Within these entries, which lines include the string "ProfileInformation"? Copy each one.

*DATASET RECORDS*.

- - - - - - -

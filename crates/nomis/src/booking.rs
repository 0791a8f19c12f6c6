//! Booking-record wire model and parser.
//!
//! A booking record describes one custodial episode for a person: identity, demographics,
//! current location, sentence calculation dates and a number of repeated sub-records.
//! Field names follow the upstream camelCase JSON.

use crate::{NomisError, NomisResult};
use chrono::NaiveDate;
use serde::{Deserialize, Deserializer, Serialize};

// ============================================================================
// Booking record
// ============================================================================

/// A booking record as supplied by the source-of-record system.
#[derive(Clone, Debug, Default, Deserialize, Serialize, PartialEq, Eq)]
#[serde(rename_all = "camelCase")]
pub struct BookingRecord {
    pub offender_no: Option<String>,
    pub booking_id: Option<i64>,
    pub booking_no: Option<String>,

    pub first_name: Option<String>,
    pub middle_name: Option<String>,
    pub last_name: Option<String>,
    pub date_of_birth: Option<NaiveDate>,

    pub agency_id: Option<String>,
    pub assigned_living_unit: Option<AssignedLivingUnit>,
    pub location_description: Option<String>,
    pub status: Option<String>,
    pub in_out_status: Option<String>,
    pub last_movement_type_code: Option<String>,
    pub last_movement_reason_code: Option<String>,
    pub reception_date: Option<NaiveDate>,

    pub category_code: Option<String>,
    pub csra: Option<String>,
    pub legal_status: Option<String>,
    pub recall: Option<bool>,
    pub imprisonment_status: Option<String>,
    pub imprisonment_status_description: Option<String>,

    pub physical_attributes: Option<PhysicalAttributes>,
    pub sentence_detail: Option<SentenceDetail>,

    #[serde(default, deserialize_with = "null_as_default")]
    pub identifiers: Vec<OffenderIdentifier>,
    #[serde(default, deserialize_with = "null_as_default")]
    pub aliases: Vec<Alias>,
    #[serde(default, deserialize_with = "null_as_default")]
    pub alerts: Vec<Alert>,
    #[serde(default, deserialize_with = "null_as_default")]
    pub physical_characteristics: Vec<PhysicalCharacteristic>,
    #[serde(default, deserialize_with = "null_as_default")]
    pub physical_marks: Vec<PhysicalMark>,
    #[serde(default, deserialize_with = "null_as_default")]
    pub profile_information: Vec<ProfileInformation>,
    #[serde(default, deserialize_with = "null_as_default")]
    pub offence_history: Vec<OffenceHistoryDetail>,
    #[serde(default, deserialize_with = "null_as_default")]
    pub sentence_terms: Vec<SentenceTerm>,
}

impl BookingRecord {
    /// Parse a booking record from JSON text.
    ///
    /// This uses `serde_path_to_error` to surface the path (e.g. `alerts[2].active`) of the
    /// field that failed to decode.
    ///
    /// # Errors
    ///
    /// Returns [`NomisError::Schema`] if any consumed field has an unexpected type, or if the
    /// text is not JSON at all.
    pub fn parse(json_text: &str) -> NomisResult<Self> {
        let mut deserializer = serde_json::Deserializer::from_str(json_text);
        let record: BookingRecord = serde_path_to_error::deserialize(&mut deserializer)
            .map_err(|err| {
                let path = err.path().to_string();
                let path = if path.is_empty() || path == "." {
                    "<root>".to_string()
                } else {
                    path
                };
                NomisError::Schema {
                    path,
                    source: err.into_inner(),
                }
            })?;
        deserializer.end()?;
        Ok(record)
    }
}

// ============================================================================
// Nested sub-records
// ============================================================================

/// The cell or wing the person is currently assigned to.
#[derive(Clone, Debug, Default, Deserialize, Serialize, PartialEq, Eq)]
#[serde(rename_all = "camelCase")]
pub struct AssignedLivingUnit {
    pub agency_id: Option<String>,
    pub location_id: Option<i64>,
    pub description: Option<String>,
    pub agency_name: Option<String>,
}

/// An identifier held for the person, keyed by type code (`PNC`, `CRO`, ...).
#[derive(Clone, Debug, Default, Deserialize, Serialize, PartialEq, Eq)]
#[serde(rename_all = "camelCase")]
pub struct OffenderIdentifier {
    #[serde(rename = "type")]
    pub type_code: Option<String>,
    pub value: Option<String>,
}

/// An alternative name recorded for the person.
#[derive(Clone, Debug, Default, Deserialize, Serialize, PartialEq, Eq)]
#[serde(rename_all = "camelCase")]
pub struct Alias {
    pub first_name: Option<String>,
    pub middle_name: Option<String>,
    pub last_name: Option<String>,
    pub dob: Option<NaiveDate>,
    pub gender: Option<String>,
    pub ethnicity: Option<String>,
    pub name_type: Option<String>,
}

#[derive(Clone, Debug, Default, Deserialize, Serialize, PartialEq, Eq)]
#[serde(rename_all = "camelCase")]
pub struct Alert {
    pub alert_id: Option<i64>,
    pub alert_type: Option<String>,
    pub alert_code: Option<String>,
    pub date_created: Option<NaiveDate>,
    pub date_expires: Option<NaiveDate>,
    #[serde(default, deserialize_with = "null_as_default")]
    pub expired: bool,
    #[serde(default, deserialize_with = "null_as_default")]
    pub active: bool,
}

#[derive(Clone, Debug, Default, Deserialize, Serialize, PartialEq, Eq)]
#[serde(rename_all = "camelCase")]
pub struct PhysicalAttributes {
    pub gender: Option<String>,
    pub ethnicity: Option<String>,
    pub height_centimetres: Option<i32>,
    pub weight_kilograms: Option<i32>,
}

/// A free-text physical characteristic keyed by type code (`HAIR`, `BUILD`, ...).
#[derive(Clone, Debug, Default, Deserialize, Serialize, PartialEq, Eq)]
#[serde(rename_all = "camelCase")]
pub struct PhysicalCharacteristic {
    #[serde(rename = "type")]
    pub type_code: Option<String>,
    pub characteristic: Option<String>,
    pub detail: Option<String>,
}

/// A tattoo, scar or other distinguishing mark.
#[derive(Clone, Debug, Default, Deserialize, Serialize, PartialEq, Eq)]
#[serde(rename_all = "camelCase")]
pub struct PhysicalMark {
    #[serde(rename = "type")]
    pub category: Option<String>,
    pub side: Option<String>,
    pub body_part: Option<String>,
    pub orientation: Option<String>,
    pub comment: Option<String>,
}

/// A profile question answer keyed by type code (`NAT`, `RELF`, `MARITAL`, `YOUTH`, ...).
#[derive(Clone, Debug, Default, Deserialize, Serialize, PartialEq, Eq)]
#[serde(rename_all = "camelCase")]
pub struct ProfileInformation {
    #[serde(rename = "type")]
    pub type_code: Option<String>,
    pub question: Option<String>,
    pub result_value: Option<String>,
}

/// Sentence calculation dates for the booking.
///
/// `*_override_date` fields are manually recorded and supersede the calculated date of the
/// same kind.
#[derive(Clone, Debug, Default, Deserialize, Serialize, PartialEq, Eq)]
#[serde(rename_all = "camelCase")]
pub struct SentenceDetail {
    pub sentence_start_date: Option<NaiveDate>,
    pub confirmed_release_date: Option<NaiveDate>,
    pub release_date: Option<NaiveDate>,
    pub sentence_expiry_date: Option<NaiveDate>,
    pub licence_expiry_date: Option<NaiveDate>,
    pub home_detention_curfew_eligibility_date: Option<NaiveDate>,
    pub home_detention_curfew_actual_date: Option<NaiveDate>,
    pub home_detention_curfew_end_date: Option<NaiveDate>,
    pub topup_supervision_start_date: Option<NaiveDate>,
    pub topup_supervision_expiry_date: Option<NaiveDate>,
    pub additional_days_awarded: Option<i32>,
    pub non_dto_release_date: Option<NaiveDate>,
    pub non_dto_release_date_type: Option<String>,
    pub tariff_date: Option<NaiveDate>,
    pub parole_eligibility_date: Option<NaiveDate>,
    pub actual_parole_date: Option<NaiveDate>,
    pub automatic_release_date: Option<NaiveDate>,
    pub automatic_release_override_date: Option<NaiveDate>,
    pub post_recall_release_date: Option<NaiveDate>,
    pub post_recall_release_override_date: Option<NaiveDate>,
    pub conditional_release_date: Option<NaiveDate>,
    pub conditional_release_override_date: Option<NaiveDate>,
}

/// An offence charged against the person. The history spans every booking, so entries
/// must be matched against the current booking id before use.
#[derive(Clone, Debug, Default, Deserialize, Serialize, PartialEq, Eq)]
#[serde(rename_all = "camelCase")]
pub struct OffenceHistoryDetail {
    pub booking_id: Option<i64>,
    pub offence_date: Option<NaiveDate>,
    pub offence_code: Option<String>,
    pub offence_description: Option<String>,
    #[serde(default, deserialize_with = "null_as_default")]
    pub most_serious: bool,
}

#[derive(Clone, Debug, Default, Deserialize, Serialize, PartialEq, Eq)]
#[serde(rename_all = "camelCase")]
pub struct SentenceTerm {
    pub booking_id: Option<i64>,
    pub sentence_sequence: Option<i32>,
    pub term_sequence: Option<i32>,
    pub sentence_type: Option<String>,
    #[serde(default, deserialize_with = "null_as_default")]
    pub life_sentence: bool,
}

/// Decode `null` as `T::default()`, so a present-but-null collection or flag behaves the
/// same as a missing one.
fn null_as_default<'de, D, T>(deserializer: D) -> Result<T, D::Error>
where
    D: Deserializer<'de>,
    T: Deserialize<'de> + Default,
{
    Ok(Option::<T>::deserialize(deserializer)?.unwrap_or_default())
}
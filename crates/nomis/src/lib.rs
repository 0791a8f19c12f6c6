//! Booking-record wire/boundary support.
//!
//! This crate provides the **wire model** for a booking record as served by the prison
//! source-of-record system, plus a parser that reports the failing JSON path when the
//! payload does not match.
//!
//! Notes:
//! - Only the fields consumed by translation are modelled. Unknown keys are ignored because
//!   the upstream API grows fields independently of this indexer.
//! - Every field is optional, and `null` collections decode as empty. Absence is a normal
//!   state for partially populated bookings.

pub mod booking;

pub use booking::{
    Alert, Alias, AssignedLivingUnit, BookingRecord, OffenceHistoryDetail, OffenderIdentifier,
    PhysicalAttributes, PhysicalCharacteristic, PhysicalMark, ProfileInformation,
    SentenceDetail, SentenceTerm,
};

/// Errors returned by the `nomis` boundary crate.
#[derive(Debug, thiserror::Error)]
pub enum NomisError {
    #[error("booking record schema mismatch at {path}: {source}")]
    Schema {
        path: String,
        #[source]
        source: serde_json::Error,
    },

    #[error("invalid JSON: {0}")]
    InvalidJson(#[from] serde_json::Error),
}

/// Type alias for Results that can fail with a [`NomisError`].
pub type NomisResult<T> = Result<T, NomisError>;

- - - - - - -

*TASK OUTPUT*.
    pub profile_information: Vec<ProfileInformation>,
pub struct ProfileInformation {
    PhysicalAttributes, PhysicalCharacteristic, PhysicalMark, ProfileInformation,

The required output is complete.